* **Task details**
For the records below, output each line exactly as it appears, from the first through the line with "use crate::error::TorrentError;".

═══ Supplied entries

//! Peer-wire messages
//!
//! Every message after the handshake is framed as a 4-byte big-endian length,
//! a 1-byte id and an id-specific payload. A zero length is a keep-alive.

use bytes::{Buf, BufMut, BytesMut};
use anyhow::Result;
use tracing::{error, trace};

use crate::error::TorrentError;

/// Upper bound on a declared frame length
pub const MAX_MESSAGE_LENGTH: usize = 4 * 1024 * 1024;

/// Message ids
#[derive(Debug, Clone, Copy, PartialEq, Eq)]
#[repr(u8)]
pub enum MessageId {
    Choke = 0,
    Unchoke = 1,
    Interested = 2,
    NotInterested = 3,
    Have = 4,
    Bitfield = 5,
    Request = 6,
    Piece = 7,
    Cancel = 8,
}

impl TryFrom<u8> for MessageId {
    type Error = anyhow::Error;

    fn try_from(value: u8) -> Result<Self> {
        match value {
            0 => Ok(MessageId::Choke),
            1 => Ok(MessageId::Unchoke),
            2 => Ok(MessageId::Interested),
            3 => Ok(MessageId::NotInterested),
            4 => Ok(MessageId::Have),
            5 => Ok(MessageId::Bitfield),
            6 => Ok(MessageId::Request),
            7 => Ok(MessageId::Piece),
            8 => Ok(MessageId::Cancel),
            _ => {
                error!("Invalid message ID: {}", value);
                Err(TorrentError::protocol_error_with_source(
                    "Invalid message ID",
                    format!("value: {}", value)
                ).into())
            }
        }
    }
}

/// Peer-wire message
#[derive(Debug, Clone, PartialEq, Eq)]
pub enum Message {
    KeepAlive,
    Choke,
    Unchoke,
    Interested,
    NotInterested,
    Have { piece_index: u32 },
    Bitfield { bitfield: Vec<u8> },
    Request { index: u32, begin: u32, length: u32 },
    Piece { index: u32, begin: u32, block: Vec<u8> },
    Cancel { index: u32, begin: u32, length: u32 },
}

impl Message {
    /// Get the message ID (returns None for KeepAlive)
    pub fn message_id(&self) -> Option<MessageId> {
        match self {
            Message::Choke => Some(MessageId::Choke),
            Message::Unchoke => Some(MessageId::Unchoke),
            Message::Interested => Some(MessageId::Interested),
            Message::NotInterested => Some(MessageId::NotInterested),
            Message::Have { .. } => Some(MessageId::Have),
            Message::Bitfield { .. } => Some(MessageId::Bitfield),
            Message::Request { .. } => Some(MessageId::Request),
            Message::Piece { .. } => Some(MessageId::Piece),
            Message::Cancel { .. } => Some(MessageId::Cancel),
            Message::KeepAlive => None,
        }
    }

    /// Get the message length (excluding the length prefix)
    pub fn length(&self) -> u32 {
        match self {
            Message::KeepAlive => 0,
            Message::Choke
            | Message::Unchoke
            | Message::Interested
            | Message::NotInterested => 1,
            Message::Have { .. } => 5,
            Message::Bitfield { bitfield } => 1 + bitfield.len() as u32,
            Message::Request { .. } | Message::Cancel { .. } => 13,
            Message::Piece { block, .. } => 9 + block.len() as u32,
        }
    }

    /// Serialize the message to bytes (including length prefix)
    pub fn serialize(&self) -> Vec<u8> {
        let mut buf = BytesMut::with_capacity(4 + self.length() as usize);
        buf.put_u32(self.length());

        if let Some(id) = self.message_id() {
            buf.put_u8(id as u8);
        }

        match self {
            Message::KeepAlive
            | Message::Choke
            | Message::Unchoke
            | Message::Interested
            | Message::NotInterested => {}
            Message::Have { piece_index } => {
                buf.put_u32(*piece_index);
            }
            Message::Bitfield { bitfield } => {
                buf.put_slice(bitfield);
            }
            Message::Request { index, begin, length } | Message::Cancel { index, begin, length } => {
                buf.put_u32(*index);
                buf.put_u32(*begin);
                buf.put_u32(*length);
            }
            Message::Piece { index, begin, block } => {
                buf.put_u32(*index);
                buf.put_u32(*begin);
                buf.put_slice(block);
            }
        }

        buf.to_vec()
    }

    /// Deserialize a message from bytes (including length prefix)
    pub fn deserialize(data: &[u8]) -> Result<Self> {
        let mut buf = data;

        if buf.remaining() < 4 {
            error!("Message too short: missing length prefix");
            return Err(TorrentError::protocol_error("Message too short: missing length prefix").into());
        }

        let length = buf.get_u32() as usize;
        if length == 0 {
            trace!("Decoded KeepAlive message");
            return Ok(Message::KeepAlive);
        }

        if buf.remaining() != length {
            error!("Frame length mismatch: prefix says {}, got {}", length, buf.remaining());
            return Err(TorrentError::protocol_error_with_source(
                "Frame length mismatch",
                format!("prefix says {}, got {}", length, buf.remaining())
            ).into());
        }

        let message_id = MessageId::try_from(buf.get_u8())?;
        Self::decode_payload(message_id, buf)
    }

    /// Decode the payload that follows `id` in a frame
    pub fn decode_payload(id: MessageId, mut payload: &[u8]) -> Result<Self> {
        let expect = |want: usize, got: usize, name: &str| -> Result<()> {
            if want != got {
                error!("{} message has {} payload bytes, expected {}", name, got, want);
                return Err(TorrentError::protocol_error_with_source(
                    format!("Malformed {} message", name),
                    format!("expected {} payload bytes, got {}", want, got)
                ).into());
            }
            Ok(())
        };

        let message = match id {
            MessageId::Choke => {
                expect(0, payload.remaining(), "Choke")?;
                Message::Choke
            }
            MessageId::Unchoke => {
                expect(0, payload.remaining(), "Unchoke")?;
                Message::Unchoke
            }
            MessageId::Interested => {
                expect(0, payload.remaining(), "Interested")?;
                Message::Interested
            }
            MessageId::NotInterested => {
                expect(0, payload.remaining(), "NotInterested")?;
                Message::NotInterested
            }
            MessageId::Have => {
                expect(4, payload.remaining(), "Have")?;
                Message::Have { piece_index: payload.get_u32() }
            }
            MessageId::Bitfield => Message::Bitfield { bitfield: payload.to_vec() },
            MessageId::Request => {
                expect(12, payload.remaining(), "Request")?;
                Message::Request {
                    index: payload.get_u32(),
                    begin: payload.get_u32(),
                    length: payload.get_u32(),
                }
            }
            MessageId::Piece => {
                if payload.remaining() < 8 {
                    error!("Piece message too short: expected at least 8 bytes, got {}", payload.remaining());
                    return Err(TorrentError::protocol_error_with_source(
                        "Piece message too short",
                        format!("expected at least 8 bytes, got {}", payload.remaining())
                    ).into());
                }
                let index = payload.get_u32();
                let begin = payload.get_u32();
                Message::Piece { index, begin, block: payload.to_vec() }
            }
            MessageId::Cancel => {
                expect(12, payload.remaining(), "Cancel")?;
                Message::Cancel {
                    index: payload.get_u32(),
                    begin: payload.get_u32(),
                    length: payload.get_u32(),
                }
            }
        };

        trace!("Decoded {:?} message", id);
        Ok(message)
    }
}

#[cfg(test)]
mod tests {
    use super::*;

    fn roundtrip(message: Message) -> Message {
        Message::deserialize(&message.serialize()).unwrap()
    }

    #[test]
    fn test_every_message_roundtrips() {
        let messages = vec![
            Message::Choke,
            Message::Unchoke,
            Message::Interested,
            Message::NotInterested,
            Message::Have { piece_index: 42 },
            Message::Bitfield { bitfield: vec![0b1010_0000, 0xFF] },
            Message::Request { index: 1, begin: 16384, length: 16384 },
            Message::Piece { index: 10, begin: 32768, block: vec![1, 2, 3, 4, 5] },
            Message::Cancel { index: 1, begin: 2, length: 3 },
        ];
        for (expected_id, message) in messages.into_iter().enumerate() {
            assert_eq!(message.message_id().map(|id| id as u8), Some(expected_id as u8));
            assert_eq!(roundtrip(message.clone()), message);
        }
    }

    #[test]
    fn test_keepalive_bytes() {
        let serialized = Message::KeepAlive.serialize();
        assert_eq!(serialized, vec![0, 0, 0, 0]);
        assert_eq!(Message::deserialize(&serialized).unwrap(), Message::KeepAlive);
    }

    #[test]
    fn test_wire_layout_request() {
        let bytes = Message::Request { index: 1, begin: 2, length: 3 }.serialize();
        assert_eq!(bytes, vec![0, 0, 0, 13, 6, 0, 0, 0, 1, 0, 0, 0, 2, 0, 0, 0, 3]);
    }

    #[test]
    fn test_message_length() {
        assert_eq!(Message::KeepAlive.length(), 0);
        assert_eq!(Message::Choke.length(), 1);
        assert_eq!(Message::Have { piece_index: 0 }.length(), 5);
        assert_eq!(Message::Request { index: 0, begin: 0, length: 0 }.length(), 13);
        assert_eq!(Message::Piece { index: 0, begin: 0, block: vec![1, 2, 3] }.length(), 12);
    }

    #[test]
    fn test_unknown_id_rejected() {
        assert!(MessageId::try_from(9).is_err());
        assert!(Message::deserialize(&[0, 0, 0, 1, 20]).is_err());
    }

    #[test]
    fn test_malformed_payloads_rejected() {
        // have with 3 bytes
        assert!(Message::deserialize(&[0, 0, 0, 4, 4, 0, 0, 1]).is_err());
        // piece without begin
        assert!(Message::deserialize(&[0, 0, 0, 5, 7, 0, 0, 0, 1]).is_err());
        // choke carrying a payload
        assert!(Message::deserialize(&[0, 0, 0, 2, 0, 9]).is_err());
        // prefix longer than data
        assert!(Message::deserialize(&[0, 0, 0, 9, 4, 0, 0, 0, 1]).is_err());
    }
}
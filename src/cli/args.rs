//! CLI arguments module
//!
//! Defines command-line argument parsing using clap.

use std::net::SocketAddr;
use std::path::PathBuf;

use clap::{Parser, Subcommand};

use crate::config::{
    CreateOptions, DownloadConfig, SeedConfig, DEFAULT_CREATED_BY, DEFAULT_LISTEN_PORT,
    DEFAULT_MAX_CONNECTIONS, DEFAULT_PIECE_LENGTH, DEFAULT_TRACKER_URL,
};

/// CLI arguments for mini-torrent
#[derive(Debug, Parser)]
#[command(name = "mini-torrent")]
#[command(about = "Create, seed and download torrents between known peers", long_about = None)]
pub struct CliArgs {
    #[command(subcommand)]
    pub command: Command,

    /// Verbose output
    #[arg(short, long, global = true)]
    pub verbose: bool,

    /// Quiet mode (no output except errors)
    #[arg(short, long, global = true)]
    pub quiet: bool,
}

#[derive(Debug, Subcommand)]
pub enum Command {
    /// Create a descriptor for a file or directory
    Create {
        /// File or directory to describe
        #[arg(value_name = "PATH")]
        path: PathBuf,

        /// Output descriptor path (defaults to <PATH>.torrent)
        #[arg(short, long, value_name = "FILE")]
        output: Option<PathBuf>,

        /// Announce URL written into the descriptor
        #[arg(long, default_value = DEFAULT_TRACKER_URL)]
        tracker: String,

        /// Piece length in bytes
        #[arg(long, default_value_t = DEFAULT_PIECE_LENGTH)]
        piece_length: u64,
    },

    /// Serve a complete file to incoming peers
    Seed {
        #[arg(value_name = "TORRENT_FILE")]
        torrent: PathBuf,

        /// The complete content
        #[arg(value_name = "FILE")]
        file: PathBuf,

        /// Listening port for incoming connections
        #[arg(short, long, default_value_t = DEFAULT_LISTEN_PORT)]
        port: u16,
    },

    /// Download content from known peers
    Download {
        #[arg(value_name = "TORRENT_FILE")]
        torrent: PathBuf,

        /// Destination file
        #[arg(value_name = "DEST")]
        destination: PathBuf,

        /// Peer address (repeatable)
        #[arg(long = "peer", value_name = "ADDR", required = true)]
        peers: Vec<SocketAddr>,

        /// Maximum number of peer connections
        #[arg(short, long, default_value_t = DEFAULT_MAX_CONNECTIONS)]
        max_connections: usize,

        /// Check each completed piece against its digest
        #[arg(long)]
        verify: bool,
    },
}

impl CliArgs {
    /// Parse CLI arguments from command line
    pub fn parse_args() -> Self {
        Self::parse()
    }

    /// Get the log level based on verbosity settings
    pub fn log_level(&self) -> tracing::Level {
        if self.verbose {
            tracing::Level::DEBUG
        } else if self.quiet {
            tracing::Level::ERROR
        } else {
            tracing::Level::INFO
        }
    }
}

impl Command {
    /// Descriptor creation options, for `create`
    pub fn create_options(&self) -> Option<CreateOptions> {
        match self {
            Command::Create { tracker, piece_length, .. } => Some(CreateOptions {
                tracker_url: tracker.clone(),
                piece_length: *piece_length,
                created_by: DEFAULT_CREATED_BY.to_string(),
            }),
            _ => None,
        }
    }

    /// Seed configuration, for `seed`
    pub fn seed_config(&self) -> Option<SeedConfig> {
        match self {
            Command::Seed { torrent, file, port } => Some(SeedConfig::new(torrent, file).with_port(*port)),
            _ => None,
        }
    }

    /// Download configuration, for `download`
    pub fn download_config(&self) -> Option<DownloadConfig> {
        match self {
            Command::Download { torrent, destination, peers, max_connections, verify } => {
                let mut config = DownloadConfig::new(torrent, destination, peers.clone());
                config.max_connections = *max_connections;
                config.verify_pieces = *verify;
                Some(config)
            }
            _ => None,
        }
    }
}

══════

* **Answer to this problem**
//! Peer-wire messages
//!
//! Every message after the handshake is framed as a 4-byte big-endian length,
//! a 1-byte id and an id-specific payload. A zero length is a keep-alive.

use bytes::{Buf, BufMut, BytesMut};
use anyhow::Result;
use tracing::{error, trace};

use crate::error::TorrentError;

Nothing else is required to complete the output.